(Saved data entries)
impl Queue {
    /// Indexes provisioned on the backing collection.
    pub const INDEXED_FIELDS: [&'static str; 4] =
        [ID_FIELD, ROUTING_KEY_PATH, EXPIRED_PATH, VISIBLE_AFTER_PATH];

    /// Provision the bounded collection and its indexes (both idempotent) and
    /// return a handle to it.
    #[tracing::instrument(skip_all, fields(queue = %config.name))]
    pub fn open(store: Arc<dyn DocumentStore>, config: QueueConfig) -> QueueResult<Self> {
        if config.name.is_empty() {
            return Err(QueueError::InvalidOption("queue name is empty".to_string()));
        }
        store.ensure_bounded_collection(&config.name, config.bounds())?;
        for field in Self::INDEXED_FIELDS {
            store.ensure_index(&config.name, field)?;
        }
        info!(capacity = config.capacity, "queue opened");
        Ok(Self {
            store,
            config,
            clock: Arc::new(SystemClock),
            metrics: Metrics::new(),
        })
    }

    pub fn with_clock(mut self, clock: Arc<dyn Clock>) -> Self {
        self.clock = clock;
        self
    }

    pub fn with_metrics(mut self, metrics: Metrics) -> Self {
        self.metrics = metrics;
        self
    }

    pub fn name(&self) -> &str {
        &self.config.name
    }

    pub fn config(&self) -> &QueueConfig {
        &self.config
    }

    /// Store a message. Returns `false` only when `unique_key` is set and a
    /// document with the same value already exists.
    #[tracing::instrument(skip_all, fields(queue = %self.config.name, routing_key = ?options.routing_key))]
    pub fn write<P: Serialize>(&self, payload: &P, options: &WriteOptions) -> QueueResult<bool> {
        let payload = match serde_json::to_value(payload)
            .map_err(|e| QueueError::InvalidPayload(e.to_string()))?
        {
            Value::Object(map) => map,
            other => {
                return Err(QueueError::InvalidPayload(format!(
                    "payload must be an object, got {other}"
                )))
            }
        };
        if payload.contains_key(ID_FIELD) || payload.contains_key(META_FIELD) {
            return Err(QueueError::InvalidPayload(format!(
                "payload may not use reserved fields {ID_FIELD} or {META_FIELD}"
            )));
        }
        if let Some(field) = &options.unique_key {
            if field.is_empty() {
                return Err(QueueError::InvalidOption("unique_key is empty".to_string()));
            }
        }

        let routing_key = partition(&options.routing_key);
        if let Some(backpressure) = &options.backpressure {
            if poll::should_check(backpressure.check_probability, rand::random::<f64>()) {
                self.wait_for_room(routing_key, backpressure)?;
            }
        }

        let now = self.clock.now_ns();
        let meta = Meta {
            expired: false,
            timestamp_ns: now,
            expire_ns: options.expire.map(duration_ns),
            visible_after_ns: options
                .visibility_timeout
                .map_or(0, |delay| now.saturating_add(duration_ns(delay))),
            routing_key: routing_key.map(str::to_string),
        };
        let document = Document::new(meta, payload);

        let Some(field) = &options.unique_key else {
            self.store.insert(&self.config.name, &document)?;
            self.metrics.record_written(&self.config.name);
            debug!(id = %document.id, "message written");
            return Ok(true);
        };

        let duplicate = Filter::same_value(field, document.lookup(field));
        if self
            .store
            .insert_if_absent(&self.config.name, &duplicate, &document)?
        {
            self.metrics.record_written(&self.config.name);
            debug!(id = %document.id, unique_key = %field, "message written");
            Ok(true)
        } else {
            self.metrics.record_deduplicated(&self.config.name);
            debug!(unique_key = %field, "duplicate message not written");
            Ok(false)
        }
    }

    /// Fetch up to `messages_read` deliverable messages from one partition,
    /// leasing them when a visibility timeout is given. Self-expired messages
    /// are fetched (and leased) like any other but left out of the result.
    #[tracing::instrument(skip_all, fields(queue = %self.config.name, routing_key = ?options.routing_key))]
    pub fn read(&self, options: &ReadOptions) -> QueueResult<Vec<Message>> {
        let routing_key = partition(&options.routing_key);

        if let Some(polling) = &options.block {
            let outcome = poll::wait_until(polling, || {
                let filter = Filter::deliverable(self.clock.now_ns(), routing_key);
                self.store.exists(&self.config.name, &filter)
            })?;
            if outcome == WaitOutcome::TimedOut {
                self.metrics.record_polling_timeout(&self.config.name);
                debug!("blocking read timed out, reading anyway");
            }
        }

        let now = self.clock.now_ns();
        let filter = Filter::deliverable(now, routing_key);
        let fetched = match options.visibility_timeout {
            Some(lease) => self.claim(&filter, now, lease, options.messages_read)?,
            None => self
                .store
                .find(&self.config.name, &filter, Some(options.messages_read))?,
        };

        let fetched_count = fetched.len();
        let messages: Vec<Message> = fetched
            .into_iter()
            .map(Message::from_document)
            .filter(|m| !m.is_expired_at(now))
            .collect();

        let self_expired = (fetched_count - messages.len()) as u64;
        if self_expired > 0 {
            self.metrics
                .record_self_expired(&self.config.name, self_expired);
        }
        self.metrics
            .record_read(&self.config.name, messages.len() as u64);
        debug!(
            fetched = fetched_count,
            returned = messages.len(),
            "read complete"
        );
        Ok(messages)
    }

    /// Claim documents one at a time; each claim is atomic in the store, so
    /// concurrent readers never receive the same document.
    fn claim(
        &self,
        filter: &Filter,
        now: u64,
        lease: Duration,
        limit: usize,
    ) -> StorageResult<Vec<Document>> {
        let update = Update::set(
            VISIBLE_AFTER_PATH,
            now.saturating_add(duration_ns(lease)),
        );
        let mut claimed = Vec::with_capacity(limit.min(64));
        while claimed.len() < limit {
            match self
                .store
                .find_one_and_update(&self.config.name, filter, &update)?
            {
                Some(document) => claimed.push(document),
                None => break,
            }
        }
        if !claimed.is_empty() {
            self.metrics
                .record_leased(&self.config.name, claimed.len() as u64);
        }
        Ok(claimed)
    }

    /// Acknowledge messages. Idempotent.
    pub fn delete(&self, messages: &[Message]) -> QueueResult<()> {
        let ids: Vec<Uuid> = messages.iter().map(Message::id).collect();
        self.delete_ids(&ids)
    }

    /// Acknowledge by identity. Identities already evicted are ignored.
    #[tracing::instrument(skip_all, fields(queue = %self.config.name, count = ids.len()))]
    pub fn delete_ids(&self, ids: &[Uuid]) -> QueueResult<()> {
        if ids.is_empty() {
            return Ok(());
        }
        let updated =
            self.store
                .update_many(&self.config.name, ids, &Update::set(EXPIRED_PATH, true))?;
        self.metrics.record_acked(&self.config.name, updated as u64);
        debug!(updated, "messages acknowledged");
        Ok(())
    }

    /// Number of messages a consumer of this partition could receive right now.
    pub fn deliverable_count(&self, routing_key: Option<&str>) -> QueueResult<usize> {
        let routing_key = routing_key.filter(|k| !k.is_empty());
        let filter = Filter::deliverable(self.clock.now_ns(), routing_key);
        Ok(self.store.count(&self.config.name, &filter)?)
    }

    fn wait_for_room(
        &self,
        routing_key: Option<&str>,
        backpressure: &Backpressure,
    ) -> StorageResult<()> {
        self.metrics.record_backpressure_wait(&self.config.name);
        let outcome = poll::wait_until::<StorageError>(&backpressure.polling, || {
            let filter = Filter::deliverable(self.clock.now_ns(), routing_key);
            let count = self.store.count(&self.config.name, &filter)?;
            Ok(poll::within_threshold(count, backpressure.threshold))
        })?;
        if outcome == WaitOutcome::TimedOut {
            self.metrics.record_polling_timeout(&self.config.name);
            debug!(
                threshold = backpressure.threshold,
                "backpressure wait timed out, writing anyway"
            );
        }
        Ok(())
    }
}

## [REQUIRED WORK]
Please retype the data above exactly, including every line.

## [EXPECTED OUTPUT]
impl Queue {
    /// Indexes provisioned on the backing collection.
    pub const INDEXED_FIELDS: [&'static str; 4] =
        [ID_FIELD, ROUTING_KEY_PATH, EXPIRED_PATH, VISIBLE_AFTER_PATH];

    /// Provision the bounded collection and its indexes (both idempotent) and
    /// return a handle to it.
    #[tracing::instrument(skip_all, fields(queue = %config.name))]
    pub fn open(store: Arc<dyn DocumentStore>, config: QueueConfig) -> QueueResult<Self> {
        if config.name.is_empty() {
            return Err(QueueError::InvalidOption("queue name is empty".to_string()));
        }
        store.ensure_bounded_collection(&config.name, config.bounds())?;
        for field in Self::INDEXED_FIELDS {
            store.ensure_index(&config.name, field)?;
        }
        info!(capacity = config.capacity, "queue opened");
        Ok(Self {
            store,
            config,
            clock: Arc::new(SystemClock),
            metrics: Metrics::new(),
        })
    }

    pub fn with_clock(mut self, clock: Arc<dyn Clock>) -> Self {
        self.clock = clock;
        self
    }

    pub fn with_metrics(mut self, metrics: Metrics) -> Self {
        self.metrics = metrics;
        self
    }

    pub fn name(&self) -> &str {
        &self.config.name
    }

    pub fn config(&self) -> &QueueConfig {
        &self.config
    }

    /// Store a message. Returns `false` only when `unique_key` is set and a
    /// document with the same value already exists.
    #[tracing::instrument(skip_all, fields(queue = %self.config.name, routing_key = ?options.routing_key))]
    pub fn write<P: Serialize>(&self, payload: &P, options: &WriteOptions) -> QueueResult<bool> {
        let payload = match serde_json::to_value(payload)
            .map_err(|e| QueueError::InvalidPayload(e.to_string()))?
        {
            Value::Object(map) => map,
            other => {
                return Err(QueueError::InvalidPayload(format!(
                    "payload must be an object, got {other}"
                )))
            }
        };
        if payload.contains_key(ID_FIELD) || payload.contains_key(META_FIELD) {
            return Err(QueueError::InvalidPayload(format!(
                "payload may not use reserved fields {ID_FIELD} or {META_FIELD}"
            )));
        }
        if let Some(field) = &options.unique_key {
            if field.is_empty() {
                return Err(QueueError::InvalidOption("unique_key is empty".to_string()));
            }
        }

        let routing_key = partition(&options.routing_key);
        if let Some(backpressure) = &options.backpressure {
            if poll::should_check(backpressure.check_probability, rand::random::<f64>()) {
                self.wait_for_room(routing_key, backpressure)?;
            }
        }

        let now = self.clock.now_ns();
        let meta = Meta {
            expired: false,
            timestamp_ns: now,
            expire_ns: options.expire.map(duration_ns),
            visible_after_ns: options
                .visibility_timeout
                .map_or(0, |delay| now.saturating_add(duration_ns(delay))),
            routing_key: routing_key.map(str::to_string),
        };
        let document = Document::new(meta, payload);

        let Some(field) = &options.unique_key else {
            self.store.insert(&self.config.name, &document)?;
            self.metrics.record_written(&self.config.name);
            debug!(id = %document.id, "message written");
            return Ok(true);
        };

        let duplicate = Filter::same_value(field, document.lookup(field));
        if self
            .store
            .insert_if_absent(&self.config.name, &duplicate, &document)?
        {
            self.metrics.record_written(&self.config.name);
            debug!(id = %document.id, unique_key = %field, "message written");
            Ok(true)
        } else {
            self.metrics.record_deduplicated(&self.config.name);
            debug!(unique_key = %field, "duplicate message not written");
            Ok(false)
        }
    }

    /// Fetch up to `messages_read` deliverable messages from one partition,
    /// leasing them when a visibility timeout is given. Self-expired messages
    /// are fetched (and leased) like any other but left out of the result.
    #[tracing::instrument(skip_all, fields(queue = %self.config.name, routing_key = ?options.routing_key))]
    pub fn read(&self, options: &ReadOptions) -> QueueResult<Vec<Message>> {
        let routing_key = partition(&options.routing_key);

        if let Some(polling) = &options.block {
            let outcome = poll::wait_until(polling, || {
                let filter = Filter::deliverable(self.clock.now_ns(), routing_key);
                self.store.exists(&self.config.name, &filter)
            })?;
            if outcome == WaitOutcome::TimedOut {
                self.metrics.record_polling_timeout(&self.config.name);
                debug!("blocking read timed out, reading anyway");
            }
        }

        let now = self.clock.now_ns();
        let filter = Filter::deliverable(now, routing_key);
        let fetched = match options.visibility_timeout {
            Some(lease) => self.claim(&filter, now, lease, options.messages_read)?,
            None => self
                .store
                .find(&self.config.name, &filter, Some(options.messages_read))?,
        };

        let fetched_count = fetched.len();
        let messages: Vec<Message> = fetched
            .into_iter()
            .map(Message::from_document)
            .filter(|m| !m.is_expired_at(now))
            .collect();

        let self_expired = (fetched_count - messages.len()) as u64;
        if self_expired > 0 {
            self.metrics
                .record_self_expired(&self.config.name, self_expired);
        }
        self.metrics
            .record_read(&self.config.name, messages.len() as u64);
        debug!(
            fetched = fetched_count,
            returned = messages.len(),
            "read complete"
        );
        Ok(messages)
    }

    /// Claim documents one at a time; each claim is atomic in the store, so
    /// concurrent readers never receive the same document.
    fn claim(
        &self,
        filter: &Filter,
        now: u64,
        lease: Duration,
        limit: usize,
    ) -> StorageResult<Vec<Document>> {
        let update = Update::set(
            VISIBLE_AFTER_PATH,
            now.saturating_add(duration_ns(lease)),
        );
        let mut claimed = Vec::with_capacity(limit.min(64));
        while claimed.len() < limit {
            match self
                .store
                .find_one_and_update(&self.config.name, filter, &update)?
            {
                Some(document) => claimed.push(document),
                None => break,
            }
        }
        if !claimed.is_empty() {
            self.metrics
                .record_leased(&self.config.name, claimed.len() as u64);
        }
        Ok(claimed)
    }

    /// Acknowledge messages. Idempotent.
    pub fn delete(&self, messages: &[Message]) -> QueueResult<()> {
        let ids: Vec<Uuid> = messages.iter().map(Message::id).collect();
        self.delete_ids(&ids)
    }

    /// Acknowledge by identity. Identities already evicted are ignored.
    #[tracing::instrument(skip_all, fields(queue = %self.config.name, count = ids.len()))]
    pub fn delete_ids(&self, ids: &[Uuid]) -> QueueResult<()> {
        if ids.is_empty() {
            return Ok(());
        }
        let updated =
            self.store
                .update_many(&self.config.name, ids, &Update::set(EXPIRED_PATH, true))?;
        self.metrics.record_acked(&self.config.name, updated as u64);
        debug!(updated, "messages acknowledged");
        Ok(())
    }

    /// Number of messages a consumer of this partition could receive right now.
    pub fn deliverable_count(&self, routing_key: Option<&str>) -> QueueResult<usize> {
        let routing_key = routing_key.filter(|k| !k.is_empty());
        let filter = Filter::deliverable(self.clock.now_ns(), routing_key);
        Ok(self.store.count(&self.config.name, &filter)?)
    }

    fn wait_for_room(
        &self,
        routing_key: Option<&str>,
        backpressure: &Backpressure,
    ) -> StorageResult<()> {
        self.metrics.record_backpressure_wait(&self.config.name);
        let outcome = poll::wait_until::<StorageError>(&backpressure.polling, || {
            let filter = Filter::deliverable(self.clock.now_ns(), routing_key);
            let count = self.store.count(&self.config.name, &filter)?;
            Ok(poll::within_threshold(count, backpressure.threshold))
        })?;
        if outcome == WaitOutcome::TimedOut {
            self.metrics.record_polling_timeout(&self.config.name);
            debug!(
                threshold = backpressure.threshold,
                "backpressure wait timed out, writing anyway"
            );
        }
        Ok(())
    }
}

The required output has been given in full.